──────── SUPPLIED INFORMATION ────────

use std::collections::BTreeMap;

use serde::Deserialize;

use crate::error::ProtocolError;

/// Envelope shared by every query API response.
#[derive(Debug, Deserialize)]
pub(super) struct ApiResponse<T> {
    pub(super) status: String,
    pub(super) data: Option<T>,
    #[serde(rename = "errorType")]
    pub(super) error_type: Option<String>,
    pub(super) error: Option<String>,
}

impl<T> ApiResponse<T> {
    /// Unwraps `data` from a `success` response.
    pub(super) fn into_data(self) -> Result<T, ProtocolError> {
        match self.status.as_str() {
            "success" => self.data.ok_or(ProtocolError::MissingData),
            "error" => Err(ProtocolError::QueryFailed {
                error_type: self.error_type.unwrap_or_default(),
                message: self.error.unwrap_or_default(),
            }),
            _ => Err(ProtocolError::UnexpectedStatus {
                status: self.status,
            }),
        }
    }
}

#[derive(Debug, Deserialize)]
pub(super) struct MatrixData {
    #[serde(rename = "resultType")]
    pub(super) result_type: String,
    #[serde(default)]
    pub(super) result: Vec<RawSeries>,
}

/// One result of a range query: a unique label set and its samples.
#[derive(Debug, Clone, Default, Deserialize, PartialEq)]
pub struct RawSeries {
    pub metric: BTreeMap<String, String>,
    #[serde(default)]
    pub values: Vec<RawSample>,
}

/// `[timestamp, "value"]` as returned by the query API.
#[derive(Debug, Clone, Deserialize, PartialEq)]
pub struct RawSample(pub f64, pub String);

impl RawSample {
    #[must_use]
    pub const fn timestamp(&self) -> f64 {
        self.0
    }

    /// Parses the value string. `NaN` and `±Inf` parse successfully.
    ///
    /// # Errors
    ///
    /// Returns an error when the string is not a number.
    pub fn value(&self) -> Result<f64, ProtocolError> {
        self.1
            .parse::<f64>()
            .map_err(|_parse| ProtocolError::InvalidSampleValue {
                value: self.1.clone(),
                timestamp: self.0,
            })
    }
}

────────

» AIM OF THE EXERCISE
Lines in the listing above that contain the word "RawSample" must be copied; leave out the rest.

» TASK ANSWER
    pub values: Vec<RawSample>,
pub struct RawSample(pub f64, pub String);
impl RawSample {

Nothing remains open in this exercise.